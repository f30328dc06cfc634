//! Deferred care-tip results, keyed by dialogue session and request.
//!
//! The producer writes one `ComposedResponse` per key from a worker thread;
//! the hosting layer polls for it later from a different request. A missing
//! entry means "not ready"; a stored response with `success = false` is a
//! finished failure and is returned like any other.
//!
//! Two backends:
//! - `InMemoryCareTipCache` for a single process
//! - `FileCareTipCache`, one `{session}-{request}.json` per entry, written
//!   through a temp file and rename so readers never see a partial record

use std::collections::HashMap;
use std::io::Write;
use std::path::{Path, PathBuf};
use std::sync::{LazyLock, RwLock};

use regex::Regex;
use thiserror::Error;
use uuid::Uuid;

use crate::models::ComposedResponse;

#[derive(Error, Debug)]
pub enum CacheError {
    #[error("Invalid cache key component: '{0}'")]
    InvalidKey(String),

    #[error("Cache I/O error: {0}")]
    Io(#[from] std::io::Error),

    #[error("Cache record serialization error: {0}")]
    Serialization(#[from] serde_json::Error),

    #[error("Cache lock poisoned")]
    LockPoisoned,
}

// ═══════════════════════════════════════════════════════════
// Keys
// ═══════════════════════════════════════════════════════════

static KEY_COMPONENT: LazyLock<Regex> =
    LazyLock::new(|| Regex::new(r"^[A-Za-z0-9_-]{1,128}$").unwrap());

fn validate_component(raw: &str) -> Result<String, CacheError> {
    let trimmed = raw.trim();
    if KEY_COMPONENT.is_match(trimmed) {
        Ok(trimmed.to_string())
    } else {
        Err(CacheError::InvalidKey(raw.to_string()))
    }
}

/// Dialogue session identifier, restricted to filename-safe characters.
#[derive(Debug, Clone, PartialEq, Eq, Hash)]
pub struct SessionId(String);

impl SessionId {
    pub fn new(raw: &str) -> Result<Self, CacheError> {
        validate_component(raw).map(Self)
    }

    /// Last segment of a session resource path such as
    /// `projects/p/agent/sessions/abc123`.
    pub fn from_session_path(path: &str) -> Result<Self, CacheError> {
        let last = path.trim_end_matches('/').rsplit('/').next().unwrap_or_default();
        Self::new(last)
    }

    pub fn as_str(&self) -> &str {
        &self.0
    }
}

impl std::fmt::Display for SessionId {
    fn fmt(&self, f: &mut std::fmt::Formatter<'_>) -> std::fmt::Result {
        f.write_str(&self.0)
    }
}

/// (session, request) pair identifying one deferred result.
#[derive(Debug, Clone, PartialEq, Eq, Hash)]
pub struct CareTipKey {
    session: SessionId,
    request_id: String,
}

impl CareTipKey {
    pub fn new(session: SessionId, request_id: &str) -> Result<Self, CacheError> {
        Ok(Self {
            session,
            request_id: validate_component(request_id)?,
        })
    }

    /// Key with a fresh random request id.
    pub fn with_new_request(session: SessionId) -> Self {
        Self {
            session,
            request_id: Uuid::new_v4().to_string(),
        }
    }

    pub fn session(&self) -> &SessionId {
        &self.session
    }

    pub fn request_id(&self) -> &str {
        &self.request_id
    }

    pub fn file_name(&self) -> String {
        format!("{}-{}.json", self.session, self.request_id)
    }
}

impl std::fmt::Display for CareTipKey {
    fn fmt(&self, f: &mut std::fmt::Formatter<'_>) -> std::fmt::Result {
        write!(f, "{}/{}", self.session, self.request_id)
    }
}

// ═══════════════════════════════════════════════════════════
// CareTipCache
// ═══════════════════════════════════════════════════════════

/// Keyed store for composed responses. Last writer wins.
pub trait CareTipCache: Send + Sync {
    fn put(&self, key: &CareTipKey, response: &ComposedResponse) -> Result<(), CacheError>;

    fn get(&self, key: &CareTipKey) -> Result<Option<ComposedResponse>, CacheError>;

    fn contains(&self, key: &CareTipKey) -> Result<bool, CacheError> {
        Ok(self.get(key)?.is_some())
    }
}

#[derive(Default)]
pub struct InMemoryCareTipCache {
    entries: RwLock<HashMap<CareTipKey, ComposedResponse>>,
}

impl InMemoryCareTipCache {
    pub fn new() -> Self {
        Self::default()
    }

    pub fn len(&self) -> usize {
        self.entries.read().map(|e| e.len()).unwrap_or(0)
    }

    pub fn is_empty(&self) -> bool {
        self.len() == 0
    }
}

impl CareTipCache for InMemoryCareTipCache {
    fn put(&self, key: &CareTipKey, response: &ComposedResponse) -> Result<(), CacheError> {
        let mut entries = self.entries.write().map_err(|_| CacheError::LockPoisoned)?;
        entries.insert(key.clone(), response.clone());
        Ok(())
    }

    fn get(&self, key: &CareTipKey) -> Result<Option<ComposedResponse>, CacheError> {
        let entries = self.entries.read().map_err(|_| CacheError::LockPoisoned)?;
        Ok(entries.get(key).cloned())
    }
}

pub struct FileCareTipCache {
    dir: PathBuf,
}

impl FileCareTipCache {
    /// Open (creating if needed) a cache directory.
    pub fn open(dir: impl Into<PathBuf>) -> Result<Self, CacheError> {
        let dir = dir.into();
        std::fs::create_dir_all(&dir)?;
        Ok(Self { dir })
    }

    pub fn dir(&self) -> &Path {
        &self.dir
    }

    fn path_for(&self, key: &CareTipKey) -> PathBuf {
        self.dir.join(key.file_name())
    }
}

impl CareTipCache for FileCareTipCache {
    fn put(&self, key: &CareTipKey, response: &ComposedResponse) -> Result<(), CacheError> {
        let bytes = serde_json::to_vec_pretty(response)?;
        let mut tmp = tempfile::NamedTempFile::new_in(&self.dir)?;
        tmp.write_all(&bytes)?;
        tmp.as_file().sync_all()?;
        tmp.persist(self.path_for(key)).map_err(|e| e.error)?;
        tracing::debug!(key = %key, "Stored care tip");
        Ok(())
    }

    fn get(&self, key: &CareTipKey) -> Result<Option<ComposedResponse>, CacheError> {
        match std::fs::read(self.path_for(key)) {
            Ok(bytes) => Ok(Some(serde_json::from_slice(&bytes)?)),
            Err(e) if e.kind() == std::io::ErrorKind::NotFound => Ok(None),
            Err(e) => Err(e.into()),
        }
    }
}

##########

- [Task directions] Using the data above, extract exactly the lines from the one that holds "pub fn as_str(&self)" to the one that holds "random request id.", both ends included, and no others.

- [Response to this exercise]
    pub fn as_str(&self) -> &str {
        &self.0
    }
}

impl std::fmt::Display for SessionId {
    fn fmt(&self, f: &mut std::fmt::Formatter<'_>) -> std::fmt::Result {
        f.write_str(&self.0)
    }
}

/// (session, request) pair identifying one deferred result.
#[derive(Debug, Clone, PartialEq, Eq, Hash)]
pub struct CareTipKey {
    session: SessionId,
    request_id: String,
}

impl CareTipKey {
    pub fn new(session: SessionId, request_id: &str) -> Result<Self, CacheError> {
        Ok(Self {
            session,
            request_id: validate_component(request_id)?,
        })
    }

    /// Key with a fresh random request id.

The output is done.